I will change this ‘never get started’ scenario by putting sessions on the calendar for personal improvement items every week. I may have to change locations (library or Starbucks perhaps?) just to put walls around the time, but I will do it.
8. Post to OptimismMan.com two to three times each week.
Back in 2002, I did a podcast series that was very fulfilling but time consuming. Interestingly, the term podcast didn’t even exist then, so engineering the audio took lots of time. OptimismMan is the next step in my underlying drive to share my thoughts and ideas in hopes of helping others. I will stick with it. WordPress technology makes this very easy to do so there are no excuses.
9. Eliminate all complaints.
Sounds a bit crazy I know, but I have experience. I gave up complaining for Lent last year — it turns out to be much harder to do than giving up beer or chocolate, because you have to be conscious every waking hour. It turns out that it can be done. I engaged my family. They became quite adept at spotting a complaint and telling me about it on the spot. The trick was to put a tally application on my smartphone so that I could quickly and easily log each complaint. The same power of pale ink, writing it down when it happens, works on this front too.
10. Change my discretionary spending habits for the better
Last year, I started jotting down (yes, in the smartphone again) every time I spent money on a discretionary item. My definition of discretionary is not necessary, which is an interesting concept in our current age: is spending on your smartphone service ‘necessary’? (I think it is 😉 ) A better example for discretionary for me is ‘do I need another T-shirt when I have a hundred in my closet’ but its really up to each person to define their own version.

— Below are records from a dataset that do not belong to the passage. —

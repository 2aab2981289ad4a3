//! Deferred values - single-assignment cells for provider outputs
//!
//! A [`Deferred<T>`] is pending until exactly one of [`Deferred::resolve`] or
//! [`Deferred::fail`] is called. Continuations attached with `on_settled`,
//! `then`, `try_then` or `then_async` run once, after settlement, and never
//! interleave with other continuations on the same value.
//!
//! Every deferred carries a label (for diagnostics) and its *origins*: the
//! names of the resources it was derived from. Combinators union origins,
//! which is how the provisioner discovers dependency edges.

mod combine;

pub use combine::{all, zip};

use std::collections::BTreeSet;
use std::future::Future;
use std::sync::Arc;

use parking_lot::{Mutex, ReentrantMutex};
use tokio::sync::oneshot;

use crate::error::{Failure, GraphError};

/// Outcome of a settled deferred value
pub type Settled<T> = Result<T, Failure>;

/// Resource names a deferred value was derived from
pub type Origins = Arc<BTreeSet<Arc<str>>>;

type Continuation<T> = Box<dyn FnOnce(&Settled<T>) + Send>;

enum State<T> {
    Pending(Vec<Continuation<T>>),
    Settled(Settled<T>),
}

struct Inner<T> {
    label: Arc<str>,
    origins: Origins,
    state: Mutex<State<T>>,
    /// Serializes continuation dispatch for this cell
    dispatch: ReentrantMutex<()>,
}

/// Observable state of a deferred value
#[derive(Debug, Clone, Copy, PartialEq, Eq)]
pub enum DeferredState {
    Pending,
    Resolved,
    Failed,
}

/// Single-assignment future shared by every dependent
pub struct Deferred<T> {
    inner: Arc<Inner<T>>,
}

impl<T> Clone for Deferred<T> {
    fn clone(&self) -> Self {
        Self {
            inner: Arc::clone(&self.inner),
        }
    }
}

impl<T> std::fmt::Debug for Deferred<T> {
    fn fmt(&self, f: &mut std::fmt::Formatter<'_>) -> std::fmt::Result {
        let state = match &*self.inner.state.lock() {
            State::Pending(_) => DeferredState::Pending,
            State::Settled(Ok(_)) => DeferredState::Resolved,
            State::Settled(Err(_)) => DeferredState::Failed,
        };
        f.debug_struct("Deferred")
            .field("label", &self.inner.label)
            .field("state", &state)
            .finish()
    }
}

impl<T> Deferred<T>
where
    T: Clone + Send + Sync + 'static,
{
    /// Create a pending value with no origins
    pub fn pending(label: impl Into<Arc<str>>) -> Self {
        Self::with_origins(label, Arc::new(BTreeSet::new()))
    }

    /// Create a pending value produced by the named resource
    pub fn from_resource(label: impl Into<Arc<str>>, resource: &str) -> Self {
        let mut origins = BTreeSet::new();
        origins.insert(Arc::from(resource));
        Self::with_origins(label, Arc::new(origins))
    }

    pub(crate) fn with_origins(label: impl Into<Arc<str>>, origins: Origins) -> Self {
        Self {
            inner: Arc::new(Inner {
                label: label.into(),
                origins,
                state: Mutex::new(State::Pending(Vec::new())),
                dispatch: ReentrantMutex::new(()),
            }),
        }
    }

    /// Create an already-resolved value (static configuration lifted into the graph)
    pub fn resolved(label: impl Into<Arc<str>>, value: T) -> Self {
        let deferred = Self::pending(label);
        *deferred.inner.state.lock() = State::Settled(Ok(value));
        deferred
    }

    /// Create an already-failed value
    pub fn failed(label: impl Into<Arc<str>>, error: impl Into<Failure>) -> Self {
        let deferred = Self::pending(label);
        *deferred.inner.state.lock() = State::Settled(Err(error.into()));
        deferred
    }

    pub fn label(&self) -> &str {
        &self.inner.label
    }

    pub fn origins(&self) -> &Origins {
        &self.inner.origins
    }

    /// Transition pending → resolved and run attached continuations
    pub fn resolve(&self, value: T) -> Result<(), GraphError> {
        self.settle(Ok(value))
    }

    /// Transition pending → failed and run attached continuations
    pub fn fail(&self, error: impl Into<Failure>) -> Result<(), GraphError> {
        self.settle(Err(error.into()))
    }

    /// Settle with an outcome; a second settlement is rejected with `AlreadySettled`
    pub fn settle(&self, outcome: Settled<T>) -> Result<(), GraphError> {
        let _dispatch = self.inner.dispatch.lock();
        let continuations = {
            let mut state = self.inner.state.lock();
            match &mut *state {
                State::Settled(_) => {
                    return Err(GraphError::AlreadySettled {
                        label: self.inner.label.to_string(),
                    })
                }
                State::Pending(waiting) => {
                    let waiting = std::mem::take(waiting);
                    *state = State::Settled(outcome.clone());
                    waiting
                }
            }
        };

        for continuation in continuations {
            continuation(&outcome);
        }
        Ok(())
    }

    /// Attach a raw continuation on the outcome
    ///
    /// Runs immediately (on the caller's thread) if the value is already settled.
    pub fn on_settled<F>(&self, f: F)
    where
        F: FnOnce(&Settled<T>) + Send + 'static,
    {
        let _dispatch = self.inner.dispatch.lock();
        let settled = {
            let mut state = self.inner.state.lock();
            match &mut *state {
                State::Pending(waiting) => {
                    waiting.push(Box::new(f));
                    return;
                }
                State::Settled(outcome) => outcome.clone(),
            }
        };
        f(&settled);
    }

    /// Derive a value with a pure function; failures propagate without calling `f`
    pub fn then<U, F>(&self, f: F) -> Deferred<U>
    where
        U: Clone + Send + Sync + 'static,
        F: FnOnce(T) -> U + Send + 'static,
    {
        self.try_then(move |value| Ok(f(value)))
    }

    /// Derive a value with a fallible function
    pub fn try_then<U, F>(&self, f: F) -> Deferred<U>
    where
        U: Clone + Send + Sync + 'static,
        F: FnOnce(T) -> Result<U, GraphError> + Send + 'static,
    {
        let derived = Deferred::with_origins(
            format!("{}→then", self.inner.label),
            Arc::clone(&self.inner.origins),
        );
        let target = derived.clone();
        self.on_settled(move |outcome| {
            let next = match outcome {
                Ok(value) => f(value.clone()).map_err(Arc::new),
                Err(failure) => Err(Arc::clone(failure)),
            };
            // derived is private to this continuation
            let _ = target.settle(next);
        });
        derived
    }

    /// Derive a value with an async function spawned on the current tokio runtime
    ///
    /// The runtime handle is captured at registration time, so the future runs
    /// even when the value settles on a non-runtime thread.
    pub fn then_async<U, F, Fut>(&self, f: F) -> Deferred<U>
    where
        U: Clone + Send + Sync + 'static,
        F: FnOnce(T) -> Fut + Send + 'static,
        Fut: Future<Output = Result<U, GraphError>> + Send + 'static,
    {
        let derived = Deferred::with_origins(
            format!("{}→async", self.inner.label),
            Arc::clone(&self.inner.origins),
        );
        let handle = match tokio::runtime::Handle::try_current() {
            Ok(handle) => handle,
            Err(_) => {
                let _ = derived.fail(GraphError::NoRuntime {
                    label: derived.label().to_string(),
                });
                return derived;
            }
        };

        let target = derived.clone();
        self.on_settled(move |outcome| match outcome {
            Ok(value) => {
                let fut = f(value.clone());
                handle.spawn(async move {
                    let next = fut.await.map_err(Arc::new);
                    let _ = target.settle(next);
                });
            }
            Err(failure) => {
                let _ = target.fail(Arc::clone(failure));
            }
        });
        derived
    }

    /// Wait for the outcome without blocking a thread
    pub fn settled(&self) -> impl Future<Output = Settled<T>> + Send + 'static {
        let (tx, rx) = oneshot::channel();
        let label = Arc::clone(&self.inner.label);
        self.on_settled(move |outcome| {
            let _ = tx.send(outcome.clone());
        });
        async move {
            rx.await.unwrap_or_else(|_| {
                Err(Arc::new(GraphError::Unsettled {
                    label: label.to_string(),
                }))
            })
        }
    }

    /// Snapshot of the current state
    pub fn state(&self) -> DeferredState {
        match &*self.inner.state.lock() {
            State::Pending(_) => DeferredState::Pending,
            State::Settled(Ok(_)) => DeferredState::Resolved,
            State::Settled(Err(_)) => DeferredState::Failed,
        }
    }

    pub fn is_pending(&self) -> bool {
        self.state() == DeferredState::Pending
    }

    /// Current outcome, if settled
    pub fn try_get(&self) -> Option<Settled<T>> {
        match &*self.inner.state.lock() {
            State::Pending(_) => None,
            State::Settled(outcome) => Some(outcome.clone()),
        }
    }
}

#[cfg(test)]
mod tests {
    use super::*;
    use crate::error::ErrorKind;
    use std::sync::atomic::{AtomicUsize, Ordering};

    #[test]
    fn resolve_runs_each_continuation_once() {
        let value = Deferred::<u32>::pending("answer");
        let calls = Arc::new(AtomicUsize::new(0));

        for _ in 0..3 {
            let calls = Arc::clone(&calls);
            value.on_settled(move |outcome| {
                assert_eq!(*outcome.as_ref().unwrap(), 42);
                calls.fetch_add(1, Ordering::SeqCst);
            });
        }

        value.resolve(42).unwrap();
        assert_eq!(calls.load(Ordering::SeqCst), 3);
        assert_eq!(value.state(), DeferredState::Resolved);
    }

    #[test]
    fn second_settle_is_rejected() {
        let value = Deferred::<u32>::pending("once");
        value.resolve(1).unwrap();

        let err = value.resolve(2).unwrap_err();
        assert_eq!(err.kind(), ErrorKind::AlreadySettled);

        let err = value.fail(GraphError::Provider("late".into())).unwrap_err();
        assert_eq!(err.kind(), ErrorKind::AlreadySettled);

        // First value wins
        assert_eq!(*value.try_get().unwrap().as_ref().unwrap(), 1);
    }

    #[test]
    fn continuation_after_settle_runs_immediately() {
        let value = Deferred::resolved("ready", "x".to_string());
        let seen = Arc::new(Mutex::new(None));
        let sink = Arc::clone(&seen);
        value.on_settled(move |outcome| {
            *sink.lock() = outcome.as_ref().ok().cloned();
        });
        assert_eq!(seen.lock().as_deref(), Some("x"));
    }

    #[test]
    fn then_maps_and_keeps_origins() {
        let email = Deferred::<String>::from_resource("vault-svc.email", "vault-svc");
        let member = email.then(|e| format!("serviceAccount:{}", e));

        assert!(member.is_pending());
        assert!(member.origins().contains("vault-svc"));

        email.resolve("svc@p.iam.gserviceaccount.com".into()).unwrap();
        assert_eq!(
            member.try_get().unwrap().unwrap(),
            "serviceAccount:svc@p.iam.gserviceaccount.com"
        );
    }

    #[test]
    fn then_propagates_failure_without_calling_fn() {
        let source = Deferred::<u32>::pending("src");
        let called = Arc::new(AtomicUsize::new(0));
        let counter = Arc::clone(&called);
        let derived = source.then(move |v| {
            counter.fetch_add(1, Ordering::SeqCst);
            v + 1
        });

        source
            .fail(GraphError::ProvisionFailed {
                resource: "src".into(),
                reason: "denied".into(),
            })
            .unwrap();

        assert_eq!(called.load(Ordering::SeqCst), 0);
        let failure = derived.try_get().unwrap().unwrap_err();
        assert_eq!(failure.kind(), ErrorKind::ProvisionFailed);
    }

    #[test]
    fn try_then_error_fails_derived() {
        let source = Deferred::resolved("n", 3u32);
        let derived = source.try_then(|_| -> Result<u32, GraphError> {
            Err(GraphError::Provider("nope".into()))
        });
        assert_eq!(derived.state(), DeferredState::Failed);
    }

    #[test]
    fn nested_registration_inside_continuation_does_not_deadlock() {
        let value = Deferred::<u32>::pending("reentrant");
        let inner = value.clone();
        let seen = Arc::new(AtomicUsize::new(0));
        let counter = Arc::clone(&seen);
        value.on_settled(move |_| {
            let counter = Arc::clone(&counter);
            inner.on_settled(move |_| {
                counter.fetch_add(1, Ordering::SeqCst);
            });
        });
        value.resolve(7).unwrap();
        assert_eq!(seen.load(Ordering::SeqCst), 1);
    }

    #[tokio::test]
    async fn settled_future_completes_after_resolve() {
        let value = Deferred::<String>::pending("uri");
        let waiter = tokio::spawn(value.settled());

        value.resolve("https://vault.run.app".into()).unwrap();
        let outcome = waiter.await.unwrap();
        assert_eq!(outcome.unwrap(), "https://vault.run.app");
    }

    #[tokio::test]
    async fn then_async_runs_on_runtime() {
        let value = Deferred::<u32>::pending("n");
        let doubled = value.then_async(|n| async move {
            tokio::task::yield_now().await;
            Ok(n * 2)
        });

        value.resolve(21).unwrap();
        assert_eq!(doubled.settled().await.unwrap(), 42);
    }

    #[test]
    fn then_async_without_runtime_fails() {
        let value = Deferred::resolved("n", 1u32);
        let derived = value.then_async(|n| async move { Ok(n) });
        let failure = derived.try_get().unwrap().unwrap_err();
        assert!(matches!(*failure, GraphError::NoRuntime { .. }));
    }
}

This year, I will do two things. First, I will get rid of impulse purchasing completely. If I see something that I want, I will write it down in my task management software for one week minimum before returning to the scene on the crime to purchase it. I think most things, once you think them over, wind up not getting purchased at all. Secondly, I will continue to write down all purchases… little purchases, often small and mostly useless, tend to add up. If you don’t write them down, its easy to forget where the money went.